[[ Supplied data, beginning ]]

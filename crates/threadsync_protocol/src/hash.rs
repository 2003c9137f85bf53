//! SHA-256 content hashing.
//!
//! Hashes travel as lowercase hex strings everywhere in the protocol.

use sha2::{Digest, Sha256};

/// Computes the lowercase hex SHA-256 of `bytes`.
pub fn sha256_hex(bytes: &[u8]) -> String {
    format!("{:x}", Sha256::digest(bytes))
}

/// Returns true if `value` is a 64-character lowercase hex digest.
pub fn is_sha256_hex(value: &str) -> bool {
    value.len() == 64 && value.bytes().all(|b| matches!(b, b'0'..=b'9' | b'a'..=b'f'))
}

/// Incremental hasher for content that arrives in pieces (resumed downloads).
#[derive(Debug, Clone, Default)]
pub struct Sha256Hasher {
    inner: Sha256,
}

impl Sha256Hasher {
    /// Creates an empty hasher.
    pub fn new() -> Self {
        Self::default()
    }

    /// Feeds more bytes.
    pub fn update(&mut self, bytes: &[u8]) {
        self.inner.update(bytes);
    }

    /// Finishes and returns the hex digest.
    pub fn finish_hex(self) -> String {
        format!("{:x}", self.inner.finalize())
    }
}

#[cfg(test)]
mod tests {
    use super::*;

    #[test]
    fn known_digest() {
        assert_eq!(
            sha256_hex(b"abc"),
            "ba7816bf8f01cfea414140de5dae2223b00361a396177a9cb410ff61f20015ad"
        );
    }

    #[test]
    fn incremental_matches_one_shot() {
        let mut hasher = Sha256Hasher::new();
        hasher.update(b"hello ");
        hasher.update(b"world");
        assert_eq!(hasher.finish_hex(), sha256_hex(b"hello world"));
    }

    #[test]
    fn hex_validation() {
        assert!(is_sha256_hex(&sha256_hex(b"x")));
        assert!(!is_sha256_hex("ABC"));
        assert!(!is_sha256_hex(&"G".repeat(64)));
    }
}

[[ Supplied data, end ]]

Task objective
Could you report every line of the material that contains the string "update"?

Answer section
    pub fn update(&mut self, bytes: &[u8]) {
        self.inner.update(bytes);
        hasher.update(b"hello ");
        hasher.update(b"world");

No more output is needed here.